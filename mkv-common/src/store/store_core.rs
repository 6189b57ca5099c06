use std::collections::{HashMap, HashSet};

use log::debug;

use super::data_types::{DataType, Kind};
use super::error::{StoreError, StoreResult};
use super::expiry::{now_ms, ExpiryManager};
use super::hash_ops::HashHandler;
use super::list_ops::ListHandler;
use super::set_ops::{SetAlgebra, SetHandler};
use super::traits::*;
use super::zset_ops::SortedSetHandler;

/// 带过期时间的键空间
///
/// 每个访问入口都先经过 [`Store::resolve`]，已过期的键在被发现时删除。
#[derive(Debug, Clone, Default)]
pub struct Store {
    data: HashMap<String, DataType>,
    expiry_manager: ExpiryManager, // 过期时间管理
}

impl Store {
    pub fn new() -> Self {
        Self::default()
    }

    /// 检查键是否仍然有效，已过期则删除，返回键是否存在
    pub fn resolve(&mut self, key: &str) -> bool {
        if self.expiry_manager.is_expired(key, now_ms()) {
            self.data.remove(key);
            self.expiry_manager.remove_key(key);
            debug!("键 '{}' 已过期，访问时删除", key);
            return false;
        }
        self.data.contains_key(key)
    }

    /// 不做过期检查直接读取
    pub(crate) fn peek(&self, key: &str) -> Option<&DataType> {
        self.data.get(key)
    }

    /// 获取有效的条目
    pub fn get(&mut self, key: &str) -> Option<&DataType> {
        self.resolve(key);
        self.data.get(key)
    }

    pub fn get_mut(&mut self, key: &str) -> Option<&mut DataType> {
        self.resolve(key);
        self.data.get_mut(key)
    }

    /// 获取条目，不存在时按 `kind` 创建空值；已存在且类型不同则报错
    pub fn get_or_create(&mut self, key: &str, kind: Kind) -> StoreResult<&mut DataType> {
        self.resolve(key);
        let entry = self
            .data
            .entry(key.to_string())
            .or_insert_with(|| DataType::empty(kind));
        if entry.kind() != kind {
            return Err(StoreError::mismatch(key, kind, entry.kind()));
        }
        Ok(entry)
    }

    /// 集合类值为空时移除键及其过期时间
    pub fn remove_if_empty(&mut self, key: &str) {
        if self.data.get(key).map_or(false, DataType::is_empty) {
            self.remove(key);
        }
    }

    fn remove(&mut self, key: &str) -> bool {
        self.expiry_manager.remove_key(key);
        self.data.remove(key).is_some()
    }

    /// 主动清理：最多删除 `limit` 个已到期的键
    pub fn purge_expired(&mut self, limit: usize) -> usize {
        let expired = self.expiry_manager.pop_expired(now_ms(), limit);
        for key in &expired {
            self.data.remove(key);
        }
        expired.len()
    }

    /// 有效键数量
    pub fn len(&mut self) -> usize {
        self.purge_expired(usize::MAX);
        self.data.len()
    }

    pub fn is_empty(&mut self) -> bool {
        self.len() == 0
    }

    /// 设置了过期时间且仍然有效的键数量
    pub fn expires_len(&mut self) -> usize {
        self.purge_expired(usize::MAX);
        self.expiry_manager.len()
    }

    /// 清空所有键
    pub fn flush(&mut self) {
        self.data.clear();
        self.expiry_manager.clear();
    }
}

impl KeyOperations for Store {
    fn exists(&mut self, key: &str) -> bool {
        self.resolve(key)
    }

    fn key_type(&mut self, key: &str) -> Option<Kind> {
        self.get(key).map(DataType::kind)
    }

    fn delete(&mut self, key: &str) -> bool {
        self.resolve(key) && self.remove(key)
    }

    fn set_expire_at(&mut self, key: &str, at_ms: i64) -> bool {
        if !self.resolve(key) {
            return false;
        }
        if at_ms <= now_ms() {
            self.remove(key);
        } else {
            self.expiry_manager.set_expire_at(key, at_ms);
        }
        true
    }

    fn pttl(&mut self, key: &str) -> i64 {
        if !self.resolve(key) {
            return -2;
        }
        self.expiry_manager.remaining_ms(key, now_ms()).unwrap_or(-1)
    }

    fn persist(&mut self, key: &str) -> bool {
        self.resolve(key) && self.expiry_manager.persist(key)
    }
}

impl HashOperations for Store {
    fn hset(&mut self, key: &str, field: String, value: String) -> StoreResult<bool> {
        HashHandler::hset_internal(self, key, field, value)
    }

    fn hget(&mut self, key: &str, field: &str) -> StoreResult<Option<String>> {
        HashHandler::hget_internal(self, key, field)
    }

    fn hexists(&mut self, key: &str, field: &str) -> StoreResult<bool> {
        HashHandler::hexists_internal(self, key, field)
    }

    fn hstrlen(&mut self, key: &str, field: &str) -> StoreResult<usize> {
        HashHandler::hstrlen_internal(self, key, field)
    }

    fn hlen(&mut self, key: &str) -> StoreResult<usize> {
        HashHandler::hlen_internal(self, key)
    }

    fn hmset(&mut self, key: &str, pairs: Vec<(String, String)>) -> StoreResult<()> {
        HashHandler::hmset_internal(self, key, pairs)
    }

    fn hmget(&mut self, key: &str, fields: &[String]) -> StoreResult<Vec<Option<String>>> {
        HashHandler::hmget_internal(self, key, fields)
    }

    fn hkeys(&mut self, key: &str) -> StoreResult<Vec<String>> {
        HashHandler::hkeys_internal(self, key)
    }

    fn hvals(&mut self, key: &str) -> StoreResult<Vec<String>> {
        HashHandler::hvals_internal(self, key)
    }

    fn hgetall(&mut self, key: &str) -> StoreResult<Vec<(String, String)>> {
        HashHandler::hgetall_internal(self, key)
    }

    fn hdel(&mut self, key: &str, fields: &[String]) -> StoreResult<usize> {
        HashHandler::hdel_internal(self, key, fields)
    }

    fn hincrby(&mut self, key: &str, field: &str, delta: i64) -> StoreResult<i64> {
        HashHandler::hincrby_internal(self, key, field, delta)
    }
}

impl ListOperations for Store {
    fn lpush(&mut self, key: &str, values: Vec<String>) -> StoreResult<usize> {
        ListHandler::lpush_internal(self, key, values)
    }

    fn rpush(&mut self, key: &str, values: Vec<String>) -> StoreResult<usize> {
        ListHandler::rpush_internal(self, key, values)
    }

    fn lpop(&mut self, key: &str) -> StoreResult<Option<String>> {
        ListHandler::lpop_internal(self, key)
    }

    fn rpop(&mut self, key: &str) -> StoreResult<Option<String>> {
        ListHandler::rpop_internal(self, key)
    }

    fn llen(&mut self, key: &str) -> StoreResult<usize> {
        ListHandler::llen_internal(self, key)
    }

    fn lrange(&mut self, key: &str, start: isize, stop: isize) -> StoreResult<Vec<String>> {
        ListHandler::lrange_internal(self, key, start, stop)
    }

    fn lindex(&mut self, key: &str, index: isize) -> StoreResult<Option<String>> {
        ListHandler::lindex_internal(self, key, index)
    }

    fn lset(&mut self, key: &str, index: isize, value: String) -> StoreResult<()> {
        ListHandler::lset_internal(self, key, index, value)
    }
}

impl SetOperations for Store {
    fn sadd(&mut self, key: &str, members: Vec<String>) -> StoreResult<usize> {
        SetHandler::sadd_internal(self, key, members)
    }

    fn srem(&mut self, key: &str, members: &[String]) -> StoreResult<usize> {
        SetHandler::srem_internal(self, key, members)
    }

    fn scard(&mut self, key: &str) -> StoreResult<usize> {
        SetHandler::scard_internal(self, key)
    }

    fn sismember(&mut self, key: &str, member: &str) -> StoreResult<bool> {
        SetHandler::sismember_internal(self, key, member)
    }

    fn smembers(&mut self, key: &str) -> StoreResult<HashSet<String>> {
        SetHandler::smembers_internal(self, key)
    }

    fn sdiff(&mut self, keys: &[String]) -> StoreResult<HashSet<String>> {
        SetHandler::algebra_internal(self, SetAlgebra::Diff, keys)
    }

    fn sunion(&mut self, keys: &[String]) -> StoreResult<HashSet<String>> {
        SetHandler::algebra_internal(self, SetAlgebra::Union, keys)
    }

    fn sinter(&mut self, keys: &[String]) -> StoreResult<HashSet<String>> {
        SetHandler::algebra_internal(self, SetAlgebra::Inter, keys)
    }
}

impl SortedSetOperations for Store {
    fn zadd(&mut self, key: &str, entries: Vec<(f64, String)>) -> StoreResult<usize> {
        SortedSetHandler::zadd_internal(self, key, entries)
    }

    fn zrem(&mut self, key: &str, members: &[String]) -> StoreResult<usize> {
        SortedSetHandler::zrem_internal(self, key, members)
    }

    fn zcard(&mut self, key: &str) -> StoreResult<usize> {
        SortedSetHandler::zcard_internal(self, key)
    }

    fn zscore(&mut self, key: &str, member: &str) -> StoreResult<Option<f64>> {
        SortedSetHandler::zscore_internal(self, key, member)
    }

    fn zrange(&mut self, key: &str, start: isize, stop: isize) -> StoreResult<Vec<(String, f64)>> {
        SortedSetHandler::zrange_internal(self, key, start, stop)
    }

    fn zrevrange(
        &mut self,
        key: &str,
        start: isize,
        stop: isize,
    ) -> StoreResult<Vec<(String, f64)>> {
        SortedSetHandler::zrevrange_internal(self, key, start, stop)
    }

    fn zrank(&mut self, key: &str, member: &str) -> StoreResult<Option<usize>> {
        SortedSetHandler::zrank_internal(self, key, member)
    }

    fn zrevrank(&mut self, key: &str, member: &str) -> StoreResult<Option<usize>> {
        SortedSetHandler::zrevrank_internal(self, key, member)
    }

    fn zincrby(&mut self, key: &str, delta: f64, member: &str) -> StoreResult<f64> {
        SortedSetHandler::zincrby_internal(self, key, delta, member)
    }
}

::::

ASSIGNMENT:
Throughout the listing, how many lines contain the string "values"? Give the number on its own.

RESULT FOR THIS EXERCISE:
4